Tally OH! An Improved SQL 8K “CSV Splitter” Function

  • thanks for the Response Sean.  attaching sample data

    Attachments:
    You must be logged in to view attached files.
  • tellery_frmt wrote:

    thanks for the Response Sean.  attaching sample data

    No offense mate but not going to pull down an excel document to load up some sample data. Post it as text and I will help.

    _______________________________________________________________

    Need help? Help us help you.

    Read the article at http://www.sqlservercentral.com/articles/Best+Practices/61537/ for best practices on asking questions.

    Need to split a string? Try Jeff Modens splitter http://www.sqlservercentral.com/articles/Tally+Table/72993/.

    Cross Tabs and Pivots, Part 1 – Converting Rows to Columns - http://www.sqlservercentral.com/articles/T-SQL/63681/
    Cross Tabs and Pivots, Part 2 - Dynamic Cross Tabs - http://www.sqlservercentral.com/articles/Crosstab/65048/
    Understanding and Using APPLY (Part 1) - http://www.sqlservercentral.com/articles/APPLY/69953/
    Understanding and Using APPLY (Part 2) - http://www.sqlservercentral.com/articles/APPLY/69954/

  • here is the text versions:  fulltxtstring is what i start with;  parsedtxtstrings is the required split results

     

    thanks much for your help.

     

     

    Attachments:
    You must be logged in to view attached files.
  • Sean Lange wrote:

    tellery_frmt wrote:

    thanks for the Response Sean.  attaching sample data

    No offense mate but not going to pull down an excel document to load up some sample data.

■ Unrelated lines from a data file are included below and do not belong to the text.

use crate::error::PaletteError;
use image::Rgb;
use std::fmt;
use std::str::FromStr;

/// An 8-bit RGB color.
#[derive(Debug, Default, Clone, Copy, PartialEq, Eq, Hash)]
pub struct Color {
    pub r: u8,
    pub g: u8,
    pub b: u8,
}

impl Color {
    pub const fn new(r: u8, g: u8, b: u8) -> Self {
        Self { r, g, b }
    }

    #[inline(always)]
    pub fn channel(self, axis: usize) -> u8 {
        match axis {
            0 => self.r,
            1 => self.g,
            _ => self.b,
        }
    }

    #[inline(always)]
    pub fn to_array(self) -> [u8; 3] {
        [self.r, self.g, self.b]
    }
}

/// Squared Euclidean distance in RGB space.
///
/// Exact and monotone in [`distance`], so it is what nearest-color searches
/// compare.
#[inline(always)]
pub fn distance_squared(a: Color, b: Color) -> u32 {
    let dr = a.r.abs_diff(b.r) as u32;
    let dg = a.g.abs_diff(b.g) as u32;
    let db = a.b.abs_diff(b.b) as u32;
    dr * dr + dg * dg + db * db
}

/// Euclidean distance in RGB space.
pub fn distance(a: Color, b: Color) -> f64 {
    f64::from(distance_squared(a, b)).sqrt()
}

impl From<Rgb<u8>> for Color {
    fn from(rgb: Rgb<u8>) -> Self {
        let [r, g, b] = rgb.0;
        Self { r, g, b }
    }
}

impl From<Color> for Rgb<u8> {
    fn from(color: Color) -> Self {
        Rgb(color.to_array())
    }
}

impl From<[u8; 3]> for Color {
    fn from([r, g, b]: [u8; 3]) -> Self {
        Self { r, g, b }
    }
}

impl FromStr for Color {
    type Err = PaletteError;

    fn from_str(s: &str) -> Result<Self, Self::Err> {
        let invalid = || PaletteError::InvalidColor {
            token: s.to_string(),
        };
        let hex = s.trim();
        let hex = hex.strip_prefix('#').unwrap_or(hex);
        if hex.len() != 6 || !hex.bytes().all(|b| b.is_ascii_hexdigit()) {
            return Err(invalid());
        }
        let channel = |i: usize| u8::from_str_radix(&hex[i..i + 2], 16).map_err(|_| invalid());
        Ok(Self::new(channel(0)?, channel(2)?, channel(4)?))
    }
}

impl fmt::Display for Color {
    fn fmt(&self, f: &mut fmt::Formatter<'_>) -> fmt::Result {
        write!(f, "#{:02x}{:02x}{:02x}", self.r, self.g, self.b)
    }
}
use crate::color::Color;
use crate::error::{Error, Result};
use crate::raster::{SourceColorTable, SourceImage};

/// Turns any source pixel into the RGB color that gets quantized.
///
/// Indexed pixels are looked up in the table captured when the source was
/// decoded, never in anything attached to a resized frame.
#[derive(Debug, Clone, Copy)]
pub struct PixelResolver<'a> {
    image: &'a SourceImage,
    table: Option<&'a SourceColorTable>,
}

impl<'a> PixelResolver<'a> {
    pub fn new(image: &'a SourceImage, table: Option<&'a SourceColorTable>) -> Self {
        Self { image, table }
    }

    pub fn resolve(&self, x: u32, y: u32) -> Result<Color> {
        match self.image {
            SourceImage::Rgb(img) => Ok((*img.get_pixel(x, y)).into()),
            SourceImage::Rgba(img) => {
                let [r, g, b, _] = img.get_pixel(x, y).0;
                Ok(Color::new(r, g, b))
            }
            SourceImage::Indexed(img) => {
                let index = img.get_pixel(x, y).0[0];
                self.table
                    .and_then(|table| table.get(index))
                    .ok_or(Error::UnresolvablePixel { x, y, index })
            }
        }
    }
}
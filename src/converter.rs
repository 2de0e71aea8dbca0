use crate::decode::{load_animation, load_first_frame, load_image};
use crate::error::Result;
use crate::palette::Palette;
use crate::palette_index::PaletteIndex;
use crate::quantizer::{quantize_animation, quantize_image, QuantizedImage};
use crate::raster::{SourceAnimation, SourceImage, TargetSize};
use crate::serializer::{serialize_animation, serialize_image};
use image::RgbImage;
use std::io::Write;
use std::path::Path;
use tracing::debug;

#[derive(Debug, Clone, Default)]
pub struct ConvertOptions {
    pub size: TargetSize,
    pub palette: Palette,
    /// Read the input as an animated GIF and emit a list of images.
    pub animated: bool,
}

/// Decode, resize, quantize and serialize, with the palette index built once.
#[derive(Debug)]
pub struct Converter {
    options: ConvertOptions,
    index: PaletteIndex,
}

impl Converter {
    pub fn new(options: ConvertOptions) -> Self {
        debug!("Using palette of {} colors", options.palette.len());
        let index = PaletteIndex::build(&options.palette);
        Self { options, index }
    }

    fn resize_image(&self, image: &SourceImage) -> Result<SourceImage> {
        let (width, height) = self.options.size.resolve(image.dimensions())?;
        debug!("New size: {}x{}", width, height);
        Ok(image.resize(width, height))
    }

    fn resize_animation(&self, animation: &SourceAnimation) -> Result<SourceAnimation> {
        let (width, height) = self.options.size.resolve(animation.dimensions())?;
        debug!("New size: {}x{}", width, height);
        Ok(animation.resize(width, height))
    }

    pub fn convert_image(&self, image: &SourceImage) -> Result<String> {
        let resized = self.resize_image(image)?;
        let quantized = quantize_image(&resized, &self.index, None)?;
        serialize_image(&quantized, &self.options.palette)
    }

    pub fn convert_animation(&self, animation: &SourceAnimation) -> Result<String> {
        let resized = self.resize_animation(animation)?;
        let quantized = quantize_animation(&resized, &self.index)?;
        debug!("Serializing {} frames", quantized.len());
        serialize_animation(&quantized, &self.options.palette)
    }

    /// Converts the file at `path` to text.
    pub fn render(&self, path: &Path) -> Result<String> {
        if self.options.animated {
            self.convert_animation(&load_animation(path)?)
        } else {
            self.convert_image(&load_image(path)?)
        }
    }

    /// Converts the file at `path` and writes the text to `w`. Nothing is
    /// written unless the whole conversion succeeds.
    pub fn convert<W: Write>(&self, path: &Path, w: &mut W) -> Result<()> {
        let text = self.render(path)?;
        w.write_all(text.as_bytes())?;
        Ok(())
    }

    /// The quantized image the text would describe. Only the first frame of an
    /// animation is decoded.
    pub fn preview(&self, path: &Path) -> Result<RgbImage> {
        let quantized = if self.options.animated {
            let animation = self.resize_animation(&load_first_frame(path)?)?;
            quantize_first(&animation, &self.index)?
        } else {
            quantize_image(&self.resize_image(&load_image(path)?)?, &self.index, None)?
        };
        Ok(quantized.into_inner())
    }
}

fn quantize_first(animation: &SourceAnimation, index: &PaletteIndex) -> Result<QuantizedImage> {
    quantize_image(&animation.frames()[0], index, animation.table())
}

Post it as text and I will help.

    I would recommend opening a new question for this instead of tacking onto this thread.  Other individuals may not see this or might ignore it

     

    Jeffrey Williams
    Problems are opportunities brilliantly disguised as insurmountable obstacles.

    How to post questions to get better answers faster
    Managing Transaction Logs

  • The issue with parsing is there are 6 different delimiters (including 'Supervisor') when you really only need 1.  With 1 delimiter an ordinal splitter (which is based on a tally table) could do the job.  I tested to make sure the string didn't contain a tilde '~' then used that as the delimiter.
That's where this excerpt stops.